Magic Quadrant for Midrange and High-End Modular Disk Arrays (Nov 2011)

Post by Roger W.Cox, Pushan Rinnen, Stanley Zaffos, Jimmie Chang (Thank you)

This Magic Quadrant represents vendors that sell into the end-user market with branded midrange and high-end modular disk array storage systems that support block-access protocols. Despite rather gloomy macroeconomic conditions worldwide and ongoing geopolitical unrest in the Middle East, the midrange and high-end modular disk array storage market grew 8.2% from 3Q10 through 2Q11, compared with the same period the year before. Propelled by technological innovation and enhanced scalability, this continued growth in vendor revenue supports the observation that IT executives are willing to invest in modern midrange and high-end modular disk storage systems to improve operational efficiency, to support deployments of virtualized IT infrastructures, and to address the impact of unabated terabyte growth.
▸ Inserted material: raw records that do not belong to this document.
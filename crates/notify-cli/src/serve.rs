// crates/notify-cli/src/serve.rs
// ============================================================================
// Module: Serve Orchestration
// Description: Store construction and server lifecycle for `notify serve`.
// Purpose: Pass one explicit configuration object to every component.
// Dependencies: notify-config, notify-core, notify-server, notify-store-nats
// ============================================================================

//! ## Overview
//! Startup order is store, dispatch queue, front door. Shutdown runs in
//! reverse: stop accepting requests, drain the queue within
//! `core.shutdown_timeout_ms`, then close the store. Drain timeouts and
//! close failures are logged; they do not change the exit status.

// ============================================================================
// SECTION: Imports
// ============================================================================

use std::future::Future;
use std::sync::Arc;
use std::time::Duration;

use notify_config::NotifyConfig;
use notify_config::StatConfig;
use notify_config::StoreEngine;
use notify_core::CounterStore;
use notify_core::InMemoryCounterStore;
use notify_core::SharedCounterStore;
use notify_core::runtime::status::seed_status_keys;
use notify_server::AppState;
use notify_server::BatchSink;
use notify_server::DispatchConfig;
use notify_server::DispatchQueue;
use notify_server::LogDelivery;
use notify_server::NotifyServer;
use notify_server::PushDelivery;
use notify_server::ServerError;
use notify_store_nats::NatsCounterStore;
use notify_store_nats::NatsStoreConfig;
use tracing::error;
use tracing::info;
use tracing::warn;

// ============================================================================
// SECTION: Store
// ============================================================================

/// Builds the counter store selected by `stat.engine`.
#[must_use]
pub fn build_store(stat: &StatConfig) -> SharedCounterStore {
    match stat.engine {
        StoreEngine::Memory => {
            SharedCounterStore::from_store(InMemoryCounterStore::with_semantics(stat.add_semantics))
        }
        StoreEngine::Nats => SharedCounterStore::from_store(NatsCounterStore::new(NatsStoreConfig {
            addr: stat.nats.addr.clone(),
            bucket: stat.nats.bucket.clone(),
            connect_timeout_ms: stat.nats.connect_timeout_ms,
            add_semantics: stat.add_semantics,
        })),
    }
}

/// Initializes `store` and seeds tally keys that were never written.
///
/// # Errors
///
/// Returns [`ServerError::Storage`] when the store cannot connect or provision.
pub async fn prepare_store(store: &SharedCounterStore) -> Result<(), ServerError> {
    store.init().await?;
    seed_status_keys(store).await?;
    Ok(())
}

// ============================================================================
// SECTION: Lifecycle
// ============================================================================

/// Runs the server with the configured store and dry-run delivery.
///
/// # Errors
///
/// Returns [`ServerError`] when startup fails or the listener stops with an error.
pub async fn run<F>(config: NotifyConfig, shutdown: F) -> Result<(), ServerError>
where
    F: Future<Output = ()> + Send + 'static,
{
    let store = build_store(&config.stat);
    run_with(config, store, Arc::new(LogDelivery), shutdown).await
}

/// Runs the server with explicit collaborators.
///
/// # Errors
///
/// Returns [`ServerError`] when startup fails or the listener stops with an error.
pub async fn run_with<F>(
    config: NotifyConfig,
    store: SharedCounterStore,
    delivery: Arc<dyn PushDelivery>,
    shutdown: F,
) -> Result<(), ServerError>
where
    F: Future<Output = ()> + Send + 'static,
{
    prepare_store(&store).await?;
    info!(engine = ?config.stat.engine, "counter store initialized");

    let config = Arc::new(config);
    let queue = Arc::new(DispatchQueue::start(
        DispatchConfig {
            workers: config.core.effective_workers(),
            capacity: config.core.queue_num,
        },
        delivery,
        store.clone(),
    ));
    let state = AppState::new(
        Arc::clone(&config),
        Arc::clone(&queue) as Arc<dyn BatchSink>,
        store.clone(),
    )?;
    let served = NotifyServer::new(state).serve(shutdown).await;

    let grace = Duration::from_millis(config.core.shutdown_timeout_ms);
    if let Err(err) = queue.shutdown(grace).await {
        warn!(error = %err, "dispatch queue did not drain");
    }
    if let Err(err) = store.close().await {
        error!(error = %err, "counter store close failed");
    }
    info!("notification server stopped");
    served
}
The midrange and high-end modular disk array market is fragmented. End users have many alternative vendors from which to choose. The 2011 Magic Quadrant for Midrange and High-End Modular Disk Arrays includes 15 vendors. However, there are many other vendors that have yet to meet the qualification criteria to be included in this Magic Quadrant. The period-over-period vendor revenue change for the eight vendors is included in the Gartner “Quarterly Statistics: Disk Array Storage, All Regions, 2Q11 Update” report along with the size of the market served by smaller vendors.

Reflecting the importance of midrange and high-end modular disk storage, this segment of the external controller-based (ECB) disk storage market experienced a very high rate of M&A activity and product introductions since the last Magic Quadrant was published in November 2010. HP bought 3PAR; Dell acquired Compellent; and Oracle purchased Pillar Data. In addition, IBM launched its Storwize V7000 and EMC announced its much-anticipated VNX family. All of these actions materially improved the competitive position of these companies. 3PAR is now HP’s lead midrange to high-end modular disk storage system, replacing the position previously held by the aged EVA. Dell has positioned the Compellent Storage Center platform as its center piece offering, displacing the co-branded Dell:EMC CLARiiON CX4 series. Oracle has made the Pillar Axiom 600 its premium block-access midrange and high-end modular disk storage system offering. IBM is addressing new midrange and high-end modular disk storage opportunities with the Storwize V7000 and the XIV Gen3 Storage System, and the EMC VNX series replaces the market-leading CLARiiON/Celerra products.

The acquisitions by Dell, HP and Oracle, as well as the release of the IBM Storwize V7000, are changing relationships between vendors that were once considered to be mutually strategic. The most-significant relationship change was the severance of the OEM agreement between Dell and EMC, initially signed in late 2001. Even though IBM and Oracle have signaled that they will continue to sell block-access DS5000 and Sun Storage 6000 series, respectively sourced from NetApp, they no longer hold a premier position as an IBM or Oracle offering; Gartner is already observing a decline in period-over-period revenue. It is clear that vendors such as Dell, HP, IBM and Oracle, which have large and global distribution organizations, prefer to own their own ECB disk storage IP rather than sourcing it from a competing or enabling vendor.

Beyond the above-referenced acquisitions and new midrange and high-end modular disk storage system releases, vendors continue to enhance their offerings from a technological perspective. Several systems now incorporate innovative functions such as thin provisioning, automated sub- logical unit number (LUN) data tiering, controller-based data reduction, solid-state drives (SSDs), Serial Attached SCSI (SAS) disk drives, disk drive spin down, reservationless snap copies and high-density storage enclosures, all of which collectively or individually enhance efficiency and total cost of ownership (TCO). Vendors lacking these capabilities are working to bring them to market or are pursuing a segment of the midrange and high-end modular disk array market where the lack of these features does not reflect a competitive disadvantage. In summary, to the benefit of the end user, vendor competitiveness in the midrange and high-end modular disk array market is stronger than ever.